Why Does Your Church Worship as it Does?

Why Does Your Church Worship as it Does? October 24, 2016

Screen Shot 2016-05-23 at 7.25.08 AMYour Liturgy: Why Do You Do What You Do? By Michelle VanLoon

mishvl@yahoo.com
http://www.MomentsAndDays.com

Much has been made of the longing among some believing Millennials for structure, reverence, and beauty in worship. Fewer smoke machines, more incense. I’ve certainly evidence of this desire among this demographic. But I see it among many in my own Boomer demographic, too, in a different form. Those who grew up in Lutheran, Methodist, Catholic, Episcopal, or Orthodox churches and made their way through a born-again experience into the Evangelical world (which is predominated by low church worship) found in those churches the promise of accessible, intimate relationship with God and like-minded others they hadn’t experienced in the churches of their youth.

What I do hear from my age peers who’ve spent part of their adulthood in low Church congregations is that they often experience a crystallizing moment or three when their high church childhood experiences come into focus. One friend told me she went to a funeral mass for a relative and realized she heard more Scripture simply being read and proclaimed than she had in years of listening to sermons at her non-denominational congregation. Another friend told me she grew to recognize how much she missed confession and communion being central to her worship. A third has cradle Catholic began attending a liturgical church after three decades in various Evangelical and Charismatic congregations, noting that she was tired of being an audience member and wanted to feel as though she was playing a meaningful role in participating in “the work of the people”.

It would be easy to chalk this up to the old saw that absence makes the heart grow fonder – at least when it comes to the childhood churches from they’ve exited. More likely, the perspective that comes with spiritual maturity lends “ah ha!” meaning to what they once experienced as dry, lifeless worship.

In other cases, some find that what once seemed full of vitality has its own gravity to it. Low church worship can become predictable, then rote, just as easily as high church worship can. It is easy to place blame on the high or low church structure without owning the fact that we ourselves carry some of the responsibility. The positive of our restlessness is that it can be a sign of our own spiritual growth; as we mature in our faith, whatever form of liturgy by which we worship takes on different meaning in our lives in every new stage of our lives. We are vulnerable to temptation when we’re restless with old, too-familiar liturgy because everything around us in our culture tells us our identity is that of consumer, and it is our mission as consumers to seek and find novelty. (IPhone 7, anyone?)

I noted in Moments & Days: How Our Holy Celebrations Shape Our Faith that a worshipping according to a particular calendar – whether civil, Hebrew, or Christian – doesn’t impart instant faithfulness to adherents. A cursory glance backward through history reminds us that the Chosen People had a calendar given them by God and still drifted into idolatry.
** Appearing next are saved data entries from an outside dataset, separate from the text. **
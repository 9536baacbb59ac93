//! Incremental integrity patching.
//!
//! `.hash-patch.*` descriptors describe components of the binary's
//! self-checking machinery. Incremental checks form named *chains*: the
//! first (root) layer hashes the code section with a random seed injected
//! at build time, and every later layer seeds from the previous layer's
//! output, so a check tampered with anywhere throws every later value off
//! balance. XOR-to-known and insert-hash components piggyback on a layer's
//! output without disclosing it.
//!
//! Patching runs in two phases over stable state:
//!
//! - **Phase B (non-volatile)** changes bytes that are part of the hash:
//!   the generator's skip table, allocation size and section start, and
//!   each chain's root seed.
//! - **Phase C (volatile)** computes the per-layer hashes over the now
//!   stable bytes and fills in every hash site, XOR mask and pre-image
//!   hash. These sites are exactly the QWORDs the hash skips.
//!
//! Any error aborts the whole action before a save, leaving the on-disk
//! file untouched.

pub mod generator;

pub use generator::{MAX_VOLATILE_QWORDS, generator_patch_size, patch_generators};

use std::collections::BTreeMap;

use rand::Rng;

use crate::algo::MurmurOaat64;
use crate::elf::image::ElfImage;
use crate::error::{PatchError, Result};
use crate::markers::{self, HashPatchKind, HashPatchRecord, XOR_MASK_KNOWN};

const TARGET: &str = "action.hash-patch";

/// One layer of an integrity chain: every descriptor sharing an `order`
/// value. All entry points in a layer observe the same seed and produce
/// the same output hash.
pub struct ChainLayer {
    /// Hash seed; drawn at random for layer 0, inherited above.
    pub seed: u64,
    /// Murmur output over the code section, skipping volatile QWORDs.
    pub out: u64,
    pub entry_points: Vec<HashPatchRecord>,
    pub xor_to_known: Vec<HashPatchRecord>,
    pub insert_hash: Vec<HashPatchRecord>,
}

impl ChainLayer {
    fn new() -> Self {
        Self {
            seed: 0,
            out: 0,
            entry_points: Vec::new(),
            xor_to_known: Vec::new(),
            insert_hash: Vec::new(),
        }
    }
}

/// A named sequence of layered integrity checks.
pub struct IntegrityChain {
    pub name: String,
    pub layers: Vec<ChainLayer>,
}

/// Run the full hash-patch pass over the image.
pub fn hash_patch(image: &mut ElfImage) -> Result<()> {
    let records = markers::hash_patch_records(image)?;
    log::info!(
        target: TARGET,
        "found {} hash-patch descriptors",
        records.len()
    );

    // Phase B: everything that is itself part of the hashed bytes.
    log::info!(target: TARGET, "patching non-volatile aspects of the integrity system");
    let volatile_qwords = collect_volatile_qwords(image, &records)?;
    patch_generators(image, &records, &volatile_qwords)?;
    let mut chains = build_chains(image, &records)?;
    seed_chains(image, &mut chains)?;

    // Phase C: values that depend on the hash of the stable bytes. The
    // placeholder sites are re-scanned; phase B must not have destroyed
    // any of them.
    log::info!(target: TARGET, "patching volatile aspects of the integrity system");
    let volatile_qwords = collect_volatile_qwords(image, &records)?;
    compute_layer_hashes(image, &mut chains, &volatile_qwords)?;
    patch_volatile_sites(image, &chains)?;

    Ok(())
}

/// The sorted, deduplicated union of every descriptor's volatile QWORDs.
pub fn collect_volatile_qwords(
    image: &ElfImage,
    records: &[HashPatchRecord],
) -> Result<Vec<u64>> {
    let mut qwords = Vec::new();
    for record in records {
        qwords.extend(record.volatile_offsets(image)?);
    }
    qwords.sort_unstable();
    qwords.dedup();
    Ok(qwords)
}

/// Group chain descriptors into ordered layers and validate the layering.
fn build_chains(image: &ElfImage, records: &[HashPatchRecord]) -> Result<Vec<IntegrityChain>> {
    let mut groups: BTreeMap<&str, Vec<&HashPatchRecord>> = BTreeMap::new();
    for record in records {
        if let Some(chain) = record.chain() {
            groups.entry(chain).or_default().push(record);
        }
    }
    log::debug!(
        target: TARGET,
        "found {} incremental integrity chains",
        groups.len()
    );

    let mut chains = Vec::new();
    for (name, mut members) in groups {
        // Stable sort: orders need not be consecutive or unique; equal
        // orders share a layer.
        members.sort_by_key(|record| record.order().unwrap_or(0));

        let mut layers: Vec<ChainLayer> = Vec::new();
        let mut current_order = None;
        for record in members {
            if current_order != record.order() {
                current_order = record.order();
                layers.push(ChainLayer::new());
            }
            let layer = layers.last_mut().unwrap_or_else(|| unreachable!());
            match record.kind {
                HashPatchKind::Incremental { .. } => layer.entry_points.push(record.clone()),
                HashPatchKind::XorToKnown { .. } => layer.xor_to_known.push(record.clone()),
                HashPatchKind::InsertMurmur { .. } => layer.insert_hash.push(record.clone()),
                HashPatchKind::Generator { .. } => unreachable!("generators carry no chain"),
            }
        }

        let chain = IntegrityChain {
            name: name.to_owned(),
            layers,
        };
        validate_chain(image, &chain)?;
        log::info!(
            target: TARGET,
            "configured incremental integrity chain '{}' across {} layers",
            chain.name,
            chain.layers.len()
        );
        chains.push(chain);
    }
    Ok(chains)
}

/// Enforce the chain layering rules.
///
/// Every layer must contain at least one recalculation entry point (an
/// XOR-to-known or insert-hash on a lone order has no hash to observe).
/// Root-layer entry points must carry a seed placeholder; later layers
/// inherit their seed from below and must not.
fn validate_chain(image: &ElfImage, chain: &IntegrityChain) -> Result<()> {
    for (index, layer) in chain.layers.iter().enumerate() {
        if layer.entry_points.is_empty() {
            return Err(PatchError::InvalidIntegrityChain {
                chain: chain.name.clone(),
                reason: format!(
                    "layer #{index} contains no recalculation entry points - is an \
                     XOR-to-known or insert-hash descriptor alone on its order?"
                ),
            });
        }

        for entry in &layer.entry_points {
            let seed_sites = entry.integrity_seed_sites(image)?;
            if index == 0 && seed_sites.is_empty() {
                return Err(PatchError::PlaceholderNotFound {
                    pattern: "INTEGRITY_SEED",
                    section: entry.section_name.clone(),
                });
            }
            if index > 0 && !seed_sites.is_empty() {
                return Err(PatchError::InvalidIntegrityChain {
                    chain: chain.name.clone(),
                    reason: format!(
                        "successive layer described in {} injects a seed; this value \
                         should be sourced from the previous layer",
                        entry.section_name
                    ),
                });
            }
        }
    }
    Ok(())
}

/// Draw a fresh root seed per chain and write it over every layer-0 seed
/// placeholder.
fn seed_chains(image: &mut ElfImage, chains: &mut [IntegrityChain]) -> Result<()> {
    let mut rng = rand::rng();
    for chain in chains {
        let seed: u64 = rng.random();
        log::debug!(
            target: TARGET,
            "generated random seed to initialise chain '{}': {seed:#018x}",
            chain.name
        );

        let root = &mut chain.layers[0];
        root.seed = seed;
        for entry in &root.entry_points {
            for site in entry.integrity_seed_sites(image)? {
                log::debug!(
                    target: TARGET,
                    "patching chain '{}' root seed at {site:#018x} ({})",
                    chain.name,
                    entry.section_name
                );
                image.write(site, &seed.to_le_bytes())?;
            }
        }
    }
    Ok(())
}

/// Compute every layer's output hash, seeding each layer from the one
/// below it.
fn compute_layer_hashes(
    image: &ElfImage,
    chains: &mut [IntegrityChain],
    volatile_qwords: &[u64],
) -> Result<()> {
    for chain in chains {
        let mut seed = chain.layers[0].seed;
        for layer in &mut chain.layers {
            layer.seed = seed;
            let scope_va = layer.entry_points[0].start_va;
            layer.out = murmur_over_section(image, scope_va, layer.seed, volatile_qwords)?;
            seed = layer.out;
        }
    }
    Ok(())
}

/// Murmur the section containing `scope_va`, skipping every volatile
/// QWORD.
///
/// The result is the hash of the concatenated stable ranges, exactly what
/// the patched runtime generator walks. Volatile QWORDs must be 8-aligned
/// relative to the section base and lie fully inside the section.
pub fn murmur_over_section(
    image: &ElfImage,
    scope_va: u64,
    seed: u64,
    volatile_qwords: &[u64],
) -> Result<u64> {
    let section = image.section_containing(scope_va)?;
    let base = section.start();
    let end = section.end();

    let mut murmur = MurmurOaat64::new(seed);
    let mut cursor = base;
    for &qword in volatile_qwords {
        if qword < base || qword + 8 > end {
            return Err(PatchError::AddressInNoSection { va: qword });
        }
        if (qword - base) % 8 != 0 {
            return Err(PatchError::MisalignedVolatileQword { va: qword });
        }
        debug_assert!(qword >= cursor, "overlapping volatile QWORDs");
        murmur.consume(image.read(cursor, (qword - cursor) as usize)?);
        cursor = qword + 8;
    }
    murmur.consume(image.read(cursor, (end - cursor) as usize)?);
    Ok(murmur.value())
}

/// Fill every volatile site: layer hashes, XOR masks and pre-image
/// hashes.
fn patch_volatile_sites(image: &mut ElfImage, chains: &[IntegrityChain]) -> Result<()> {
    for chain in chains {
        for (index, layer) in chain.layers.iter().enumerate() {
            let out_bytes = layer.out.to_le_bytes();

            for entry in &layer.entry_points {
                for site in entry.integrity_hash_sites(image)? {
                    log::debug!(
                        target: TARGET,
                        "patching integrity hash for chain '{}' layer #{index} at {site:#018x}",
                        chain.name
                    );
                    image.write(site, &out_bytes)?;
                }
            }

            for record in &layer.xor_to_known {
                let HashPatchKind::XorToKnown { required_value, .. } = record.kind else {
                    continue;
                };
                let mask = required_value ^ layer.out;
                let sites = record.placeholder_sites(image, XOR_MASK_KNOWN)?;
                if sites.is_empty() {
                    return Err(PatchError::PlaceholderNotFound {
                        pattern: "XOR_MASK_KNOWN",
                        section: record.section_name.clone(),
                    });
                }
                for site in sites {
                    log::debug!(
                        target: TARGET,
                        "injecting XOR mask for chain '{}' layer #{index} at {site:#018x}",
                        chain.name
                    );
                    image.write(site, &mask.to_le_bytes())?;
                }
            }

            for record in &layer.insert_hash {
                let HashPatchKind::InsertMurmur { ref expected, .. } = record.kind else {
                    continue;
                };
                let mut murmur = MurmurOaat64::new(layer.out);
                murmur.consume(expected);
                let sites = record.integrity_hash_sites(image)?;
                if sites.is_empty() {
                    return Err(PatchError::PlaceholderNotFound {
                        pattern: "INTEGRITY_HASH",
                        section: record.section_name.clone(),
                    });
                }
                for site in sites {
                    log::debug!(
                        target: TARGET,
                        "injecting pre-image hash for chain '{}' layer #{index} at {site:#018x}",
                        chain.name
                    );
                    image.write(site, &murmur.value().to_le_bytes())?;
                }
            }
        }
    }
    Ok(())
}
The church developed her own calendar and still has her own messy, chaotic, divisive history. As a result of the book’s release, I’ve been a part of lots of conversations in recent weeks about liturgical calendars – and liturgy itself – with people from both high and low church backgrounds. Not surprisingly, because I’m a Jewish follower of Jesus, I’ve fielded plenty of questions about the Jewish calendar, which is less familiar to most readers than the Christian calendar.

But I have been surprised by the Evangelicals with whom I’ve spoken who are telling me they’re seeing their high church childhood experiences in a new, less-negative light. Maybe that shouldn’t be surprising to me, but it is. I realized that for many of them, a bit of time and distance from those worship structures suddenly made the structure’s lines come into focus for them. Church leaders and worship planners, I’d like to suggest it would be of help if we could offer this kind of perspective to those who are worshipping with us here and now.

In the book, I urge both high and low church Christians to have some serious conversation and prayerful reflection about the story their church calendar (and, by extension, their approach to worship) is telling them about God, themselves, and others. Both high and low church congregations tend to do much of what they do out of habit. When I was involved in planning worship services, we talked a lot about why we were making the particular choices (music, readings) for a service, but frankly, didn’t do much reflecting about the structure of the service itself. Why did we do what we did each week? Because we spent most of our time thinking about what to plug into that structure, we didn’t consider how to communicate the meaning and intention of the structure of our service, either during the worship service itself or in a class or small group setting.

I’d love to hear from you, Jesus Creed readers – both from high and low church traditions. How do you help orient both new worshippers and long-time attenders to your church’s liturgy? How do you help them understand why you do what you do each week, each season, and each year?